**Entries taken from a collection:**

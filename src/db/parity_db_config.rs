// Copyright 2019-2026 ChainSafe Systems
// SPDX-License-Identifier: Apache-2.0, MIT

use parity_db::CompressionType;
use serde::{Deserialize, Serialize};

/// `ParityDb` tuning, read from the `[chain_store.db]` config section.
#[derive(Debug, Clone, PartialEq, Eq, Serialize, Deserialize)]
#[serde(default)]
pub struct ParityDbConfig {
    pub enable_statistics: bool,
    /// One of `none`, `lz4` or `snappy`.
    pub compression_type: String,
}

impl Default for ParityDbConfig {
    fn default() -> Self {
        Self {
            enable_statistics: false,
            compression_type: "lz4".into(),
        }
    }
}

impl ParityDbConfig {
    pub fn compression(&self) -> anyhow::Result<CompressionType> {
        match self.compression_type.to_lowercase().as_str() {
            "none" => Ok(CompressionType::NoCompression),
            "lz4" => Ok(CompressionType::Lz4),
            "snappy" => Ok(CompressionType::Snappy),
            other => anyhow::bail!("unsupported compression type: {other}"),
        }
    }
}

**HOW TO COMPLETE THIS TASK:**
If a line above holds the string "Deserialize", copy it out.

**RESPONSE FOR THIS EXERCISE:**
use serde::{Deserialize, Serialize};
#[derive(Debug, Clone, PartialEq, Eq, Serialize, Deserialize)]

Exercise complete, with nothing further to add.